Mir fällt dabei ein, was mir meine Eltern und Schwiegereltern vom Ende des Krieges erzählt haben. Sie hatten alles verloren, die Bombenangriffe, die Flucht, die Gefangenschaft gerade so überlebt und Dinge erlebt, über die sie ihr Leben lang nicht sprechen konnten. Aber sie hatten die Erfahrung gemacht: Wir haben es geschafft. Wir haben überlebt. Wir sind durchgekommen. Es ging irgendwie immer weiter, hat meine Schwiegermutter gesagt. Ich kann gar nicht sagen wie. Gott hat uns durchgeholfen.

Und das hat ihnen Hoffnung gemacht. Als es vorbei war, als sie alles verloren hatten – da hatten sie Hoffnung. Es wird weiter gehen. Wir werden es schaffen. Gott wird uns beistehen, wie er uns beigestanden hat. So sind sie hoffnungsvoll der Zukunft entgegen gegangen. Und sie haben es geschafft. Haben den Grundstein gelegt für den Wohlstand, um den ich mir jetzt Sorgen mache.

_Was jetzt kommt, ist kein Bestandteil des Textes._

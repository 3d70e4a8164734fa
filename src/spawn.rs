use std::collections::HashMap;

use bevy::prelude::*;
use bevy::render::view::RenderLayers;
use bevy::sprite::Anchor;

use crate::animation::{AnimationPlayer, ClipRates};
use crate::camera::{minimap_bundle, WORLD_LAYER};
use crate::combat::{ANTAGONIST_TINT, PROTAGONIST_TINT};
use crate::components::*;
use crate::config::CombatTuning;
use crate::loading::{ActorRole, AssetSlot, DecodedImage, LoadedImages};
use crate::overlay::{attach_overlay, spawn_help_text, ANTAGONIST_BAR, PROTAGONIST_BAR};
use crate::readiness::ReadyAsset;
use crate::session::SessionRequest;
use crate::sprites::*;
use crate::trail::TrailEffect;

pub const PROTAGONIST_SPAWN: GamePosition = GamePosition { x: 200.0, y: 270.0 };
pub const ANTAGONIST_SPAWN: GamePosition = GamePosition { x: 700.0, y: 270.0 };
pub const BACKDROP_DEPTH: f32 = -10.0;
pub const PROTAGONIST_DEPTH: f32 = 2.0;
pub const ANTAGONIST_DEPTH: f32 = 1.5;

/// Sprite pivot matching [`ACTOR_ORIGIN`]: 80% down from the top edge.
const ACTOR_ANCHOR: Vec2 = Vec2::new(0.0, 0.5 - ACTOR_ORIGIN.y);

#[derive(Component)]
pub struct Backdrop;

/// Spawns the scene of a loaded session: backdrop, actors with their
/// overlays, help text and the minimap camera.
///
/// Headless worlds (or worlds without image storage) get the full entity
/// set without sprites.
pub fn build_session(
    world: &mut World,
    session: SessionId,
    request: &SessionRequest,
    images: LoadedImages,
) {
    let headless = world.get_resource::<HeadlessMode>().is_some_and(|h| h.0);
    let visual = !headless
        && world.contains_resource::<Assets<Image>>()
        && world.contains_resource::<Assets<TextureAtlasLayout>>();

    let mut decoded: HashMap<AssetSlot, DecodedImage> = HashMap::new();
    for (slot, result) in images {
        match result {
            Ok(image) => {
                decoded.insert(slot, image);
            }
            Err(e) => warn!("[Preview load] #{} {:?} unavailable: {}", session.0, slot, e),
        }
    }
    let tuning = world
        .get_resource::<CombatTuning>()
        .cloned()
        .unwrap_or_default();

    spawn_backdrop(world, session, decoded.remove(&AssetSlot::Backdrop), visual);

    let hero = spawn_actor(
        world,
        session,
        ActorRole::Protagonist,
        &request.protagonist,
        &mut decoded,
        visual,
    );
    world.entity_mut(hero).insert((
        Protagonist,
        TrailEffect::movement(tuning.player_trail_interval, tuning.player_trail_secs),
    ));
    attach_overlay(
        world,
        hero,
        session,
        &request.protagonist.name,
        PROTAGONIST_BAR,
        visual,
    );

    if let Some(antagonist) = &request.antagonist {
        let foe = spawn_actor(
            world,
            session,
            ActorRole::Antagonist,
            antagonist,
            &mut decoded,
            visual,
        );
        world.entity_mut(foe).insert(Antagonist);
        attach_overlay(
            world,
            foe,
            session,
            &format!("{} (Monster)", antagonist.name),
            ANTAGONIST_BAR,
            visual,
        );
    }

    spawn_help_text(world, session, visual);
    if visual {
        world.spawn((minimap_bundle(), SessionEntity(session)));
    }
}

fn add_image(world: &mut World, image: Image) -> Handle<Image> {
    world.resource_mut::<Assets<Image>>().add(image)
}

fn spawn_backdrop(
    world: &mut World,
    session: SessionId,
    image: Option<DecodedImage>,
    visual: bool,
) -> Entity {
    let size = image
        .as_ref()
        .map_or(Vec2::new(VIEWPORT_WIDTH, VIEWPORT_HEIGHT), |i| i.size().as_vec2());
    let scale = match &image {
        Some(_) => cover_scale(size.x, size.y),
        // The generated backdrop is an eighth of the viewport.
        None => 8.0,
    };
    let entity = world
        .spawn((
            Backdrop,
            SessionEntity(session),
            GamePosition::new(VIEWPORT_WIDTH / 2.0, VIEWPORT_HEIGHT / 2.0),
            Depth(BACKDROP_DEPTH),
            Transform::from_scale(Vec3::new(scale, scale, 1.0)),
            RenderLayers::layer(WORLD_LAYER),
        ))
        .id();
    if visual {
        let image = match image {
            Some(i) => make_image(i.width, i.height, i.rgba),
            None => placeholder_backdrop(),
        };
        let handle = add_image(world, image);
        world.entity_mut(entity).insert(Sprite::from_image(handle));
    }
    entity
}

/// Turns an actor's decoded images into clips. Per-action sheets win over
/// fallback rows; an actor with neither shows its static image or a
/// generated silhouette.
fn build_sheets(
    world: &mut World,
    role: ActorRole,
    asset: &ReadyAsset,
    decoded: &mut HashMap<AssetSlot, DecodedImage>,
) -> ActorSheets {
    let mut sheets = ActorSheets::default();
    let types = asset
        .animation
        .as_ref()
        .map(|a| a.types.clone())
        .unwrap_or_default();

    for &action in role.actions() {
        let (Some(image), Some(sheet)) = (
            decoded.remove(&AssetSlot::Action(role, action)),
            action.sheet(&types),
        ) else {
            continue;
        };
        let size = image.size();
        let handle = add_image(world, make_image(image.width, image.height, image.rgba));
        let clip = world.resource_scope(|_, mut layouts: Mut<Assets<TextureAtlasLayout>>| {
            action_clip(handle, size, sheet, &mut layouts)
        });
        sheets.clips.insert(action, clip);
    }

    if let Some(image) = decoded.remove(&AssetSlot::Fallback(role)) {
        let grid = grid_for(image.size(), FALLBACK_FRAME_SIZE);
        let cells = (grid.x * grid.y) as usize;
        let handle = add_image(world, make_image(image.width, image.height, image.rgba));
        let layout = world
            .resource_mut::<Assets<TextureAtlasLayout>>()
            .add(TextureAtlasLayout::from_grid(
                UVec2::splat(FALLBACK_FRAME_SIZE),
                grid.x,
                grid.y,
                None,
                None,
            ));
        for &action in role.actions() {
            if sheets.has_clip(action) {
                continue;
            }
            let clip = fallback_clip(handle.clone(), layout.clone(), action);
            if clip.frames.iter().all(|&f| f < cells) {
                sheets.clips.insert(action, clip);
            }
        }
    }

    if sheets.clips.is_empty() {
        let image = match decoded.remove(&AssetSlot::Static(role)) {
            Some(i) => make_image(i.width, i.height, i.rgba),
            None => {
                let color = match role {
                    ActorRole::Protagonist => [90, 160, 255],
                    ActorRole::Antagonist => [230, 110, 100],
                };
                placeholder_actor(FALLBACK_FRAME_SIZE, color)
            }
        };
        let size = image.size().as_vec2();
        sheets.static_image = Some((add_image(world, image), size));
    }
    sheets
}

fn spawn_actor(
    world: &mut World,
    session: SessionId,
    role: ActorRole,
    asset: &ReadyAsset,
    decoded: &mut HashMap<AssetSlot, DecodedImage>,
    visual: bool,
) -> Entity {
    let idle = asset
        .animation
        .as_ref()
        .and_then(|a| a.types.idle.clone());
    let declared_frame = idle
        .as_ref()
        .and_then(|s| s.frame_size)
        .unwrap_or(FALLBACK_FRAME_SIZE) as f32;
    let scale = display_scale(declared_frame, idle.as_ref().and_then(|s| s.content_bbox));

    let sheets = if visual {
        build_sheets(world, role, asset, decoded)
    } else {
        ActorSheets::default()
    };
    let frame_size = sheets
        .clip(AnimAction::Idle)
        .map(|c| c.frame_size)
        .or(sheets.static_image.as_ref().map(|(_, size)| *size))
        .unwrap_or(Vec2::splat(declared_frame));

    let (controller, spawn, rates, tint, depth) = match role {
        ActorRole::Protagonist => (
            ActorController::PlayerInput,
            PROTAGONIST_SPAWN,
            ClipRates::PROTAGONIST,
            PROTAGONIST_TINT,
            PROTAGONIST_DEPTH,
        ),
        ActorRole::Antagonist => (
            ActorController::PursuitAi,
            ANTAGONIST_SPAWN,
            ClipRates::ANTAGONIST,
            ANTAGONIST_TINT,
            ANTAGONIST_DEPTH,
        ),
    };

    let sprite = visual.then(|| {
        let mut sprite = match sheets.clip(AnimAction::Idle) {
            Some(clip) => Sprite::from_atlas_image(
                clip.image.clone(),
                TextureAtlas {
                    layout: clip.layout.clone(),
                    index: clip.frames.first().copied().unwrap_or_default(),
                },
            ),
            None => sheets
                .static_image
                .as_ref()
                .map(|(image, _)| Sprite::from_image(image.clone()))
                .unwrap_or_default(),
        };
        sprite.anchor = Anchor::Custom(ACTOR_ANCHOR);
        sprite.color = tint;
        sprite
    });

    let mut actor = world.spawn((
        Actor {
            name: asset.name.clone(),
            controller,
        },
        SessionEntity(session),
        Health::default(),
        spawn,
        Velocity::default(),
        Facing::default(),
        CollideWorldBounds,
        ActorVisual {
            frame_size,
            origin: ACTOR_ORIGIN,
        },
        AnimationPlayer::new(rates),
        SpriteTint::new(tint),
        Depth(depth),
        Transform::from_scale(Vec3::new(scale, scale, 1.0)),
        RenderLayers::layer(WORLD_LAYER),
    ));
    actor.insert(sheets);
    if let Some(sprite) = sprite {
        actor.insert(sprite);
    }
    let entity = actor.id();
    info!(
        "[Preview session] #{} spawned {:?} '{}' (scale {:.2})",
        session.0, role, asset.name, scale
    );
    entity
}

Paulus in seinem Brief an die Christen in Rom hat das auf den Punkt gebracht. Not lehrt durchhalten, hat er ihnen geschrieben. Durchhalten bringt die Erfahrung, dass man es schaffen kann. Und das macht Hoffnung: Mit Gottes Hilfe werde ich es auch wieder schaffen, wenn es nötig ist.

Mir sagt das: Man sollte nicht weglaufen vor dem, was einem Angst macht. Sondern sich tapfer dem stellen, was kommt. Daraus wächst neue Hoffnung. Ich denke dabei an Dietrich Bonhoeffer. Der hat gesagt: „Ich glaube, dass Gott uns in jeder Notlage so viel Widerstandskraft geben will, wie wir brauchen. Aber er gibt sie nicht im Voraus, damit wir uns nicht auf uns selbst, sondern allein auf ihn verlassen. In solchem Glauben müsste alle Angst vor der Zukunft überwunden sein.“

https://www.kirche-im-swr.de/?m=21495
weiterlesen...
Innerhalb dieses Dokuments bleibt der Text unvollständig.